The second is that delegating to !priv users often leads to each binary growing awareness of cgroup interface and manipulating it directly. This immediately promotes cgroup interface to the status of system calls, which is completely messed up. It becomes a side channel to breach the kernel API design and review process. I don't even understand how something like this has ever been allowed to happen but this has served as an active shortcut for both kernel and userland devs and is disastrous for both in the long term.

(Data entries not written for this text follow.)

// src/main.rs

use filetrigger::{cli, logging, run};

#[tokio::main]
async fn main() {
    if let Err(err) = run_main().await {
        eprintln!("filetrigger error: {err:?}");
        std::process::exit(1);
    }
}

async fn run_main() -> anyhow::Result<()> {
    let args = cli::parse();
    logging::init_logging(args.log_level)?;
    run(args).await
}
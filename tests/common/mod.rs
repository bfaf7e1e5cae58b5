#![allow(dead_code)]

pub use filetrigger_test_utils::builders::WatchSpecBuilder;
pub use filetrigger_test_utils::fake_action::RecordingAction;
pub use filetrigger_test_utils::fake_probe::ScriptedProbe;
pub use filetrigger_test_utils::{init_tracing, wait_until, with_timeout};

use std::sync::Arc;
use std::time::Duration;

use filetrigger::config::WatchSpec;
use filetrigger::engine::{SessionState, SessionSummary, WatchSession};
use tokio::sync::{oneshot, watch};

/// Build a session wired to the given fakes, with a short drain timeout.
pub fn session_with(
    spec: WatchSpec,
    action: &RecordingAction,
    probe: &ScriptedProbe,
) -> WatchSession {
    WatchSession::new(spec, Some(Arc::new(action.clone())))
        .with_probe(Arc::new(probe.clone()))
        .with_drain_timeout(Duration::from_millis(500))
}

/// Block until the session reports `state`.
pub async fn wait_for_state(rx: &mut watch::Receiver<SessionState>, state: SessionState) {
    rx.wait_for(|s| *s == state)
        .await
        .expect("session state channel closed");
}

/// Run `session` while `drive` performs the test scenario; stop the session
/// once `drive` completes. `drive` is first polled after the session is
/// `Running`.
pub async fn run_scenario<Fut>(session: WatchSession, drive: Fut) -> SessionSummary
where
    Fut: std::future::Future<Output = ()>,
{
    let mut state_rx = session.subscribe();
    let (stop_tx, stop_rx) = oneshot::channel::<()>();

    let shutdown = async move {
        let _ = stop_rx.await;
    };

    let driver = async move {
        wait_for_state(&mut state_rx, SessionState::Running).await;
        drive.await;
        let _ = stop_tx.send(());
    };

    let (summary, ()) = with_timeout(async { tokio::join!(session.run(shutdown), driver) }).await;
    summary.expect("session failed to start")
}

I don't know how designed this delegation to untrusted domain “feature” is. I suspect it came about as an accident just because the interface was filesystem based. Anyways, kernel devs have been working assuming the interface is a privileged admin thing and some userland has been happily delegating them out to untrusted domains.

* Serge seems to be mostly on the same page. I don't think there were any fundamental misunderstandings. It was just me being stupid about how chown was being used in its scheme which seems fine now.

* Google folks can speak for themselves but I asked around at the recent conferences and they don't seem to have any fundamental disagreements at this point. All the contention points were quite minor, or they at least seemed that way to me.

Hope this clears up at least some of the misunderstandings. Thanks.

to post comments

Another daemon for managing control groups

Posted Dec 7, 2013 8:53 UTC (Sat) by Cyberax (✭ supporter ✭, #52523) [Link]

And let me post my rants from the comments:

I've been using delegation to !priv users with the current cgroup design just fine. It works as expected - I simply give permissions to a cgroup subtree to a user and they can do whatever they want.

I have heard the claim that cgroup delegation is uber-insecure and will eat your pets for lunch about 100^500 times by now. But somehow people always omit the exact details of the horrible gaping security holes. Except for the brain-damaged "starve your siblings" scenario and non-hierarchical cgroups (which are a mis-feature in themselves).

Let's see your technical objections:

1) "Putting processes into an undefined state and fouling up the debugger". Boohoo. So a !priv user can mess with their debugger. Horrible. And totally unprecedented, since ptrace is a nice rock-solid interface that always works flawlessly.

2) Unlimited vmalloc - totally a kernel issue that MUST be fixed anyway.

And your non-technical objections: cgroup ABI must be treated as an ABI. That ALREADY is true, systemd is NOT going to be the single user of the cgroups ABI and so it must be stable.

Next, let's see the requirements for the central cgroups daemon. It must support delegation to other users. At minimum, to support containers running old versions of systemd or other cgroup users.

How can this be done? I envision a way to delegate a subtree of the whole cgroups tree and allow the delegated software to be limited to using it.

So you need to have a way to isolate a part of DBUS tree and make sure only authorized users can access it.

Then there's a question of security - how do I audit cgroups delegation tree? Is there an audit API?

Can I use my favorite AppArmor (systemd is going to fully support AppArmor, right?) policies to make sure that only one process in my cgroups+namespaces based container is allowed to tinker with cgroups? How do I make sure that my browser can't ask for a delegated cgroups tree using this nice systemd-based DBUS interface?

Basically, ALL these issues are solved nicely with the classic Linux filesystem-based interfaces. And trying to solve them another way would just generate a solution isomorphic to a filesystem tree. Except it'll be stupid and buggy.